The Benefits of a Traditional Foods Diet

Katie is on vacation until late July. We’ll have a series of guest contributors filling in, and the first is Kimberly Hartke, publicist for the Weston A. Price Foundation. Today she’s here to talk about the benefits of a local, traditional foods diet.

My husband and I have gone beyond organic in our quest for good health. We now buy 95% of our food from local farmers.

The Virginia Tech Extension Service did an analysis that showed if each household in the state spent just $10.00 a week on local foods, it would bring 1.65 billion dollars annually to the state economy. Just imagine, those of us who care about our health and the environment can make a big difference!

We can each help our nation move away from petroleum based fertilizers, curb pesticide use, improve our soils, and reduce our carbon footprint. All by going out of our way to support a local farmer.  And, we will eat better, regain self sufficiency, and improve our health.

Some will argue, “We can’t feed the world with local food.”

Frankly, I have concluded that these are excuses made by apologists for our current unsustainable industrial food system. For example, a Virginia Magazine reported that from 1965 to 1997 the number of dairy farms in Virginia declined by 97% from over 37,000 to only 1200; by 1999, there were a mere 996 – which means most of our milk is “imported” from elsewhere.

Of course we can’t feed ourselves if our number of farms are dramatically dropping, which is precisely why we need to change the food system and consciously support local agriculture.

Traditional Diets vs. Industrial Diets

Back in the 1920’s, Dr. Weston A. Price traveled the world in search of primitive tribes untouched by modern processed food. He discovered that those on traditional diets received ten times the vitamins found in animal fats (fat-soluble vitamins A, D, K2) than Americans  of his day. He believed this was the reason behind the dramatic turn for the worse in his young patients’ dental health, compared to older generations.

Photo by Frapestaartje

Since Dr. Price’s research in the 1930’s, the U.S. food policy has reduced animal fats in our diet even further. In 1992, the 4 basic food groups became a “food pyramid.” The pyramid is based on the hypothesis that saturated fat is bad for us. Modern food purveyors have taken full advantage of this presumption, and convinced us we need their colorful, packaged, manufactured fats and oils. They have sold us away from real, natural, fats with slick ad campaigns and TV commercials.
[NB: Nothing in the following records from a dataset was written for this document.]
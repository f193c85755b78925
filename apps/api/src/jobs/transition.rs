use tracing::{info, warn};

use crate::errors::AppError;
use crate::jobs::status::JobStatus;
use crate::jobs::store::JobStore;
use crate::models::job::StatusChange;

/// Moves a job to `requested`.
///
/// The status is validated against the enumeration before storage is touched.
/// Reachability from the current state is NOT enforced; off-graph moves are logged only.
pub async fn transition(
    store: &dyn JobStore,
    job_id: i64,
    requested: &str,
) -> Result<StatusChange, AppError> {
    let status: JobStatus = requested.parse()?;

    let change = store
        .update_status(job_id, status)
        .await?
        .ok_or_else(|| AppError::NotFound(format!("Job {job_id} not found")))?;

    let previous = change.previous_status;
    if previous.is_terminal() && previous != status {
        warn!("Job {job_id} reopened from terminal status {previous} to {status}");
    } else if !previous.follows_graph(status) {
        warn!("Job {job_id} moved {previous} -> {status} outside the usual lifecycle");
    }
    info!("Job {job_id} status set to {status}");

    Ok(change)
}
• First, they told us vegetable shortening was better than lard and bacon grease.

• Then, they sold us on margarine and vegetable oil instead of butter and beef tallow.
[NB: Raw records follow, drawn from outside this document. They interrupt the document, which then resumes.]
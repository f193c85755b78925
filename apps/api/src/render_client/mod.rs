/// Render client: the single point of entry for calls to the LaTeX compile service.
///
/// The service compiles a `.tex` file that lives under the shared local files
/// directory and writes the `.pdf` next to it. It returns nothing we need
/// beyond the status code; callers check the filesystem afterward.
use std::time::Duration;

use async_trait::async_trait;
use reqwest::Client;
use serde::Serialize;
use thiserror::Error;
use tracing::{info, warn};

const COMPILE_PATH: &str = "/compile";

#[derive(Debug, Error)]
pub enum RenderError {
    /// The service could not be reached (connect failure, timeout). Safe to retry.
    #[error("render service unavailable: {0}")]
    Unavailable(String),

    /// The service answered but did not produce a usable document.
    #[error("compilation failed: {0}")]
    CompilationFailed(String),
}

#[derive(Debug, Serialize)]
struct CompileRequest<'a> {
    file_path: &'a str,
}

/// Compiles a source artifact into its rendered form.
#[async_trait]
pub trait RenderService: Send + Sync {
    /// `source_path` is relative to the shared local files root.
    async fn compile(&self, source_path: &str) -> Result<(), RenderError>;
}

#[derive(Clone)]
pub struct LatexServiceClient {
    client: Client,
    base_url: String,
}

impl LatexServiceClient {
    pub fn new(base_url: impl Into<String>, timeout: Duration) -> reqwest::Result<Self> {
        Ok(Self {
            client: Client::builder().timeout(timeout).build()?,
            base_url: base_url.into().trim_end_matches('/').to_string(),
        })
    }

    fn compile_url(&self) -> String {
        format!("{}{}", self.base_url, COMPILE_PATH)
    }
}

#[async_trait]
impl RenderService for LatexServiceClient {
    async fn compile(&self, source_path: &str) -> Result<(), RenderError> {
        info!("Requesting compile of {source_path}");

        // Exactly one attempt. Callers re-issue the whole request on Unavailable.
        let response = self
            .client
            .post(self.compile_url())
            .json(&CompileRequest {
                file_path: source_path,
            })
            .send()
            .await
            .map_err(|e| {
                warn!("Render service unreachable: {e}");
                RenderError::Unavailable(e.to_string())
            })?;

        let status = response.status();
        if !status.is_success() {
            let body = response.text().await.unwrap_or_default();
            return Err(RenderError::CompilationFailed(format!(
                "render service returned {status}: {body}"
            )));
        }

        Ok(())
    }
}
• Low-fat milk ads told us to shun whole milk.

• Finally, they convinced us that soy oil was better than traditional, tropical oils like palm and coconut oil.

Nature replaced by industry. Real food replaced by food-like substances. All with the help of the boob tube, with us as the boobs! In the process, the levels of critical fat-soluble vitamins A, D, K2 were reduced in the American diet to a mere fraction of what we need to be healthy.

Photo by Jessica Merz

The skyrocketing autism in our toddlers, depression and violence among young people, infertility among married couples and the obesity epidemic amongst young and old are alarming trends as a result of misguided dietary advice, all of which, as it turns out has a marketing agenda. We were sold trans-fats in the name of health, only to find out decades later these artificial foods are worse for us than the traditional dietary fats long enjoyed by humankind.
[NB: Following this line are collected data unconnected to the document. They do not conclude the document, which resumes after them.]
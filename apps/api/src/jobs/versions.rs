//! Version Resolver: every attempt at one `(owner, company, role)` identity.

use crate::errors::AppError;
use crate::jobs::store::JobStore;
use crate::models::job::JobVersionRow;

/// All attempts, highest version first. Empty when the identity has no rows.
pub async fn versions(
    store: &dyn JobStore,
    owner: &str,
    company: &str,
    role: &str,
) -> Result<Vec<JobVersionRow>, AppError> {
    let mut rows = store.list_versions(owner, company, role).await?;
    rows.sort_by(|a, b| b.version.cmp(&a.version));
    Ok(rows)
}

/// The latest attempt in a list produced by [`versions`].
pub fn latest(versions: &[JobVersionRow]) -> Option<&JobVersionRow> {
    versions.iter().max_by_key(|v| v.version)
}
The USDA Food Pyramid is a government sponsored marketing campaign, designed to promote the foods of huge corporate producers, which has next to nothing to do with true health and nutrition. It is a highly politicized process, and we saw obesity skyrocket after 1992, when the pyramid advised six to eleven daily servings of bread, cereal, rice and pasta. It also tipped our scales toward diabetes, degenerative diseases, and despair.

Choosing Local, Traditional Foods

My husband and I are taking all this very personally. We have experienced health challenges as a result of years of following government and corporate food ways.  Today, we no longer follow government guidelines and TV sponsors. We are doing our own research, and going our own way.  And, we are much healthier as a result. We have our vim and vigor back, thanks to local foods and friendly farmers!

Photo by Marcy Reiford

We now sponsor a cow to a good life on pasture by owning a cowshare and paying boarding fees. For our reward, we have access to farm fresh milk, and the undying gratitude of a local dairy farmer. We spend the rest of our food budget through farm buying clubs, farmers markets, and farm stores.

I encourage you to make the same choice. Vote with your food dollar for a local, sustainable and healthy food supply. Your children will be happy you did!

Are you familiar with the Weston Price Foundation? What do you think about eating a local, traditional diet?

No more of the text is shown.